Жирная кровью, да редкая гумусом земля затягивает репьем и борщевиком заплатки полей, разбросанные меж лесами. Леса прожевали рухлядь и выставили легион пасынков, которым еще только предстоит возмужать. И все летит, стараясь не оглядываться, в одну из двух столиц, оставляя мелочь в мисочках придорожных забегаловок. Бог в помощь.
Редкие фонари бросают огненные снежки к нам в окно. Пьяные глаза не успевают от них укрываться. И воздуха, и места как будто становится меньше. А на полу появляются шлепки портвейновой жижи, крошки и следы. Мы отчего-то постоянно семеним, меняем позиции, тремся по стенам и стеклам, как будто пытаемся вырваться, хотя нам здесь нравится. И даже когда пару раз кто-то из вагона заглядывает покурить, он никак не расшатывает то, что этот тамбур «наш». Кончились прения про еду, и на последнем разливе последней бутылки портишка между словами проползла тишина. Сладкая и мучительная. Приятная, но уж больно непривычная нам, привыкшим заполнять каждый кубик пространства вокруг своим ликующим присутствием. Добрая тишина, к которой мы еще будем привыкать.
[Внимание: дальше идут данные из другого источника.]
use std::collections::BTreeMap;

use serde::{Deserialize, Serialize};

use crate::error::GeometryError;

#[cfg(test)]
mod tests;

/// Rounding slack allowed on the right/bottom page edge.
pub const BOUNDS_EPSILON: f64 = 1e-6;

/// A region expressed as fractions of its page, with 1-based page numbers.
///
/// Fields are private so every instance has passed [`NormalizedBounds::new`];
/// deserialization goes through the same validation.
#[derive(Debug, Clone, Copy, PartialEq, Serialize, Deserialize)]
#[serde(try_from = "BoundsFields")]
pub struct NormalizedBounds {
    page: u32,
    x: f64,
    y: f64,
    width: f64,
    height: f64,
}

#[derive(Deserialize)]
struct BoundsFields {
    page: u32,
    x: f64,
    y: f64,
    width: f64,
    height: f64,
}

impl TryFrom<BoundsFields> for NormalizedBounds {
    type Error = GeometryError;

    fn try_from(fields: BoundsFields) -> Result<Self, Self::Error> {
        Self::new(fields.page, fields.x, fields.y, fields.width, fields.height)
    }
}

impl NormalizedBounds {
    pub fn new(page: u32, x: f64, y: f64, width: f64, height: f64) -> Result<Self, GeometryError> {
        for (name, value) in [("x", x), ("y", y), ("width", width), ("height", height)] {
            if !value.is_finite() {
                return Err(GeometryError::InvalidBounds(format!(
                    "{name} is not finite: {value}"
                )));
            }
        }

        if width < 0.0 || height < 0.0 {
            return Err(GeometryError::InvalidBounds(format!(
                "negative size: width={width} height={height}"
            )));
        }
        if x < -BOUNDS_EPSILON || y < -BOUNDS_EPSILON {
            return Err(GeometryError::InvalidBounds(format!(
                "origin outside page: x={x} y={y}"
            )));
        }
        if x + width > 1.0 + BOUNDS_EPSILON || y + height > 1.0 + BOUNDS_EPSILON {
            return Err(GeometryError::InvalidBounds(format!(
                "region exceeds page: right={} bottom={}",
                x + width,
                y + height
            )));
        }

        Ok(Self {
            page,
            x,
            y,
            width,
            height,
        })
    }

    /// Normalizes a `[x0, y0, x1, y1]` rectangle given in page units.
    ///
    /// Coordinates spilling past the page edge are clamped, which happens with
    /// glyph boxes that overhang the media box.
    pub fn from_page_rect(
        page: u32,
        rect: [f64; 4],
        page_width: f64,
        page_height: f64,
    ) -> Result<Self, GeometryError> {
        let positive = |value: f64| value.is_finite() && value > 0.0;
        if !(positive(page_width) && positive(page_height)) {
            return Err(GeometryError::InvalidBounds(format!(
                "page size must be positive: {page_width}x{page_height}"
            )));
        }

        let [x0, y0, x1, y1] = rect;
        let left = (x0.min(x1) / page_width).clamp(0.0, 1.0);
        let right = (x0.max(x1) / page_width).clamp(0.0, 1.0);
        let top = (y0.min(y1) / page_height).clamp(0.0, 1.0);
        let bottom = (y0.max(y1) / page_height).clamp(0.0, 1.0);

        Self::new(page, left, top, right - left, bottom - top)
    }

    pub fn page(&self) -> u32 {
        self.page
    }

    pub fn x(&self) -> f64 {
        self.x
    }

    pub fn y(&self) -> f64 {
        self.y
    }

    pub fn width(&self) -> f64 {
        self.width
    }

    pub fn height(&self) -> f64 {
        self.height
    }

    pub fn right(&self) -> f64 {
        self.x + self.width
    }

    pub fn bottom(&self) -> f64 {
        self.y + self.height
    }

    /// Area as a fraction of the page area.
    pub fn area(&self) -> f64 {
        self.width * self.height
    }

    fn union(&self, other: &NormalizedBounds) -> NormalizedBounds {
        let x = self.x.min(other.x);
        let y = self.y.min(other.y);
        NormalizedBounds {
            page: self.page,
            x,
            y,
            width: self.right().max(other.right()) - x,
            height: self.bottom().max(other.bottom()) - y,
        }
    }
}

#[derive(Debug, Clone, Copy, PartialEq, Serialize, Deserialize)]
#[serde(try_from = "DimensionFields")]
pub struct TargetDimensions {
    width: f64,
    height: f64,
    scale: f64,
}

#[derive(Deserialize)]
struct DimensionFields {
    width: f64,
    height: f64,
    #[serde(default = "default_scale")]
    scale: f64,
}

fn default_scale() -> f64 {
    1.0
}

impl TryFrom<DimensionFields> for TargetDimensions {
    type Error = GeometryError;

    fn try_from(fields: DimensionFields) -> Result<Self, Self::Error> {
        Self::new(fields.width, fields.height, fields.scale)
    }
}

impl TargetDimensions {
    pub fn new(width: f64, height: f64, scale: f64) -> Result<Self, GeometryError> {
        for (name, value) in [("width", width), ("height", height), ("scale", scale)] {
            if !value.is_finite() || value <= 0.0 {
                return Err(GeometryError::Configuration(format!(
                    "target {name} must be a positive number, got {value}"
                )));
            }
        }
        Ok(Self {
            width,
            height,
            scale,
        })
    }

    pub fn width(&self) -> f64 {
        self.width
    }

    pub fn height(&self) -> f64 {
        self.height
    }

    pub fn scale(&self) -> f64 {
        self.scale
    }

    fn horizontal_factor(&self) -> f64 {
        self.width * self.scale
    }

    fn vertical_factor(&self) -> f64 {
        self.height * self.scale
    }
}

#[derive(Debug, Clone, Copy, PartialEq, Serialize, Deserialize)]
pub struct RenderedBounds {
    pub page: u32,
    pub x: f64,
    pub y: f64,
    pub width: f64,
    pub height: f64,
}

impl RenderedBounds {
    /// Inverse of [`convert`] for the same dimensions.
    pub fn to_normalized(
        &self,
        dimensions: &TargetDimensions,
    ) -> Result<NormalizedBounds, GeometryError> {
        let horizontal = dimensions.horizontal_factor();
        let vertical = dimensions.vertical_factor();
        NormalizedBounds::new(
            self.page,
            self.x / horizontal,
            self.y / vertical,
            self.width / horizontal,
            self.height / vertical,
        )
    }
}

/// One surviving box of [`merge_clusters`] and the input indices folded into it.
#[derive(Debug, Clone, PartialEq)]
pub struct MergedCluster {
    pub bounds: NormalizedBounds,
    pub members: Vec<usize>,
}

/// Intersection-over-union of two regions; always 0 across pages.
pub fn overlap(a: &NormalizedBounds, b: &NormalizedBounds) -> f64 {
    if a.page != b.page {
        return 0.0;
    }

    if a.area() <= 0.0 || b.area() <= 0.0 {
        return if a == b { 1.0 } else { 0.0 };
    }

    let intersection_width = (a.right().min(b.right()) - a.x.max(b.x)).max(0.0);
    let intersection_height = (a.bottom().min(b.bottom()) - a.y.max(b.y)).max(0.0);
    let intersection = intersection_width * intersection_height;
    let union = a.area() + b.area() - intersection;

    if union > 0.0 {
        (intersection / union).clamp(0.0, 1.0)
    } else {
        0.0
    }
}

/// Minimal box covering every input, on the page of the first input.
///
/// Page grouping is the caller's job.
pub fn merge(bounds: &[NormalizedBounds]) -> Result<NormalizedBounds, GeometryError> {
    let (first, rest) = bounds
        .split_first()
        .ok_or_else(|| {
            GeometryError::InvalidInput("cannot merge an empty bounds list".to_string())
        })?;

    Ok(rest.iter().fold(*first, |merged, next| merged.union(next)))
}

pub fn convert(
    bounds: &NormalizedBounds,
    dimensions: Option<&TargetDimensions>,
) -> Result<RenderedBounds, GeometryError> {
    let dimensions = dimensions.ok_or_else(|| {
        GeometryError::Configuration("target dimensions are not set".to_string())
    })?;

    let horizontal = dimensions.horizontal_factor();
    let vertical = dimensions.vertical_factor();

    Ok(RenderedBounds {
        page: bounds.page,
        x: bounds.x * horizontal,
        y: bounds.y * vertical,
        width: bounds.width * horizontal,
        height: bounds.height * vertical,
    })
}

pub fn group_by_page(bounds: &[NormalizedBounds]) -> BTreeMap<u32, Vec<NormalizedBounds>> {
    let mut groups = BTreeMap::<u32, Vec<NormalizedBounds>>::new();
    for value in bounds {
        groups.entry(value.page).or_default().push(*value);
    }
    groups
}

/// Merges same-page boxes whose overlap reaches `threshold` until no such pair is left.
pub fn detect_and_merge_overlaps(
    bounds: &[NormalizedBounds],
    threshold: f64,
) -> Vec<NormalizedBounds> {
    merge_clusters(bounds, threshold)
        .into_iter()
        .map(|cluster| cluster.bounds)
        .collect()
}

/// Fixed-point overlap merging that also reports which inputs ended up in each box.
///
/// A merged box keeps the position of its earliest member, so the output follows
/// input order. Every merge removes one box, which bounds the number of passes.
pub fn merge_clusters(bounds: &[NormalizedBounds], threshold: f64) -> Vec<MergedCluster> {
    let mut clusters = bounds
        .iter()
        .enumerate()
        .map(|(index, value)| MergedCluster {
            bounds: *value,
            members: vec![index],
        })
        .collect::<Vec<MergedCluster>>();

    while let Some((keep, absorb)) = find_mergeable_pair(&clusters, threshold) {
        let absorbed = clusters.remove(absorb);
        let target = &mut clusters[keep];
        target.bounds = target.bounds.union(&absorbed.bounds);
        target.members.extend(absorbed.members);
        target.members.sort_unstable();
    }

    clusters
}

fn find_mergeable_pair(clusters: &[MergedCluster], threshold: f64) -> Option<(usize, usize)> {
    for (left_index, left) in clusters.iter().enumerate() {
        for (offset, right) in clusters[left_index + 1..].iter().enumerate() {
            let same_page = left.bounds.page == right.bounds.page;
            if same_page && overlap(&left.bounds, &right.bounds) >= threshold {
                return Some((left_index, left_index + 1 + offset));
            }
        }
    }
    None
}
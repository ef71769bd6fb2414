//! HTTP client for the character document endpoint.
//!
//! The endpoint is a key-value document store: `GET` returns the full
//! collection wrapped in a `{ "body": [...] }` envelope (or a
//! distinguished not-found message), `POST` replaces it wholesale.

use async_trait::async_trait;
use serde::Deserialize;
use sheet_core::Character;
use thiserror::Error;

/// Message the endpoint returns when no document exists yet.
const NOT_FOUND_MESSAGE: &str = "Item not found";

/// Errors from the persistence endpoint.
#[derive(Debug, Error)]
pub enum StoreError {
    #[error("Network error: {0}")]
    Network(String),

    #[error("Endpoint error (status {status}): {message}")]
    Endpoint { status: u16, message: String },

    #[error("Failed to parse response: {0}")]
    Parse(String),
}

/// Envelope wrapping load responses.
#[derive(Debug, Deserialize)]
struct LoadEnvelope {
    body: Option<Vec<Character>>,
    message: Option<String>,
}

/// `Ok(None)` means the endpoint has no document yet; callers treat
/// that as an empty collection.
fn interpret_envelope(envelope: LoadEnvelope) -> Result<Option<Vec<Character>>, StoreError> {
    if envelope.message.as_deref() == Some(NOT_FOUND_MESSAGE) {
        return Ok(None);
    }
    match envelope.body {
        Some(characters) => Ok(Some(characters)),
        None => Err(StoreError::Parse(
            "load response has neither body nor not-found message".to_string(),
        )),
    }
}

/// Abstraction over the persistence endpoint, so the sync worker can
/// be exercised without a network.
#[async_trait]
pub trait CharacterStore: Send + Sync + 'static {
    /// Fetch the stored collection; `None` when no document exists.
    async fn load(&self) -> Result<Option<Vec<Character>>, StoreError>;

    /// Replace the stored collection with the given one.
    async fn save(&self, characters: &[Character]) -> Result<(), StoreError>;
}

/// Client for the character document endpoint.
#[derive(Clone)]
pub struct SheetClient {
    client: reqwest::Client,
    url: String,
}

impl SheetClient {
    /// Create a client for the given document URL.
    pub fn new(url: impl Into<String>) -> Self {
        Self {
            client: reqwest::Client::builder()
                .timeout(std::time::Duration::from_secs(30))
                .connect_timeout(std::time::Duration::from_secs(10))
                .build()
                .expect("Failed to build HTTP client"),
            url: url.into(),
        }
    }
}

#[async_trait]
impl CharacterStore for SheetClient {
    async fn load(&self) -> Result<Option<Vec<Character>>, StoreError> {
        let response = self
            .client
            .get(&self.url)
            .send()
            .await
            .map_err(|e| StoreError::Network(e.to_string()))?;

        if !response.status().is_success() {
            let status = response.status().as_u16();
            let body = response.text().await.unwrap_or_default();
            return Err(StoreError::Endpoint {
                status,
                message: body,
            });
        }

        let envelope: LoadEnvelope = response
            .json()
            .await
            .map_err(|e| StoreError::Parse(e.to_string()))?;

        interpret_envelope(envelope)
    }

    async fn save(&self, characters: &[Character]) -> Result<(), StoreError> {
        let response = self
            .client
            .post(&self.url)
            .json(&characters)
            .send()
            .await
            .map_err(|e| StoreError::Network(e.to_string()))?;

        if !response.status().is_success() {
            let status = response.status().as_u16();
            let body = response.text().await.unwrap_or_default();
            return Err(StoreError::Endpoint {
                status,
                message: body,
            });
        }

        Ok(())
    }
}

#[cfg(test)]
mod tests {
    use super::*;

    #[test]
    fn test_body_envelope_yields_characters() {
        let envelope: LoadEnvelope = serde_json::from_str(
            r#"{ "body": [ { "name": "Character 1",
                  "attributes": { "Strength": 11, "Dexterity": 10,
                                  "Constitution": 10, "Intelligence": 10,
                                  "Wisdom": 10, "Charisma": 10 },
                  "skills": [ { "name": "Acrobatics", "points": 2,
                                "attributeModifier": "Dexterity" } ] } ] }"#,
        )
        .unwrap();

        let characters = interpret_envelope(envelope).unwrap().unwrap();
        assert_eq!(characters.len(), 1);
        assert_eq!(characters[0].name, "Character 1");
        assert_eq!(characters[0].attributes.strength, 11);
        assert_eq!(characters[0].skills[0].points, 2);
    }

    #[test]
    fn test_not_found_envelope_is_empty_collection() {
        let envelope: LoadEnvelope =
            serde_json::from_str(r#"{ "message": "Item not found" }"#).unwrap();
        assert!(interpret_envelope(envelope).unwrap().is_none());
    }

    #[test]
    fn test_other_message_without_body_is_a_parse_error() {
        let envelope: LoadEnvelope =
            serde_json::from_str(r#"{ "message": "Internal error" }"#).unwrap();
        assert!(matches!(
            interpret_envelope(envelope),
            Err(StoreError::Parse(_))
        ));
    }

    #[test]
    fn test_empty_body_is_a_valid_empty_collection() {
        let envelope: LoadEnvelope = serde_json::from_str(r#"{ "body": [] }"#).unwrap();
        let characters = interpret_envelope(envelope).unwrap().unwrap();
        assert!(characters.is_empty());
    }
}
Ее неожиданно нарушил Сазан:
– После десятого класса приезжал в старую бабушкину деревню. И там хотел поучиться писать сочинения. Сначала вообще не шло, потому что было неохота. Зачем писать все это, то, чего не чувствуешь. А если чувствуешь – зачем туда обязательно пихать цитаты, которые никогда бы не привел. Но ведь требуют, иначе хрен получишь нормальную оценку. Я что-то там ковырял, «Мертвые души», «Войну и мир». И вдруг подумал, что хочу написать хорошо. По-настоящему хорошо. Взялся, скрипел на стуле, окно забывал открыть, чтобы проветрить. И тогда столкнулся с другим. Более прискорбным. Дерьмо получается. Раньше думал, что дерьмо получается, потому что это формальность. А дерьмо получается, потому что по-другому не выходит. Выходит только, что я дерьмовый сочинитель. И от этого стало грустно. И захотелось домой. Хотя остался. Ходил вокруг этого дома туда-сюда. Осматривался. Воля вокруг – но воли нет. Есть спертый воздух, кровать скрипучая, да затхлый запах в этом доме неубиваемый. И люди, как приклеенные к этому месту – все вокруг знают, но видят, как я станции в метро. Приехал как-то друган ко мне из Липецка, что-то начал рассказывать про мозаики на Киевской, панно на Новокузнецкой. И я ведь сто раз там был, но не видел, как следует, ни разу. Так и лес им. Ну что – лес и лес. Всегда был тут. Хер его поймет, но тошно так стало. А сейчас думаю – ведь ни с чего тошно. Хоть и воспоминания главные, что сочинения я не напишу, и запашок этот. Трухлявого старого дома.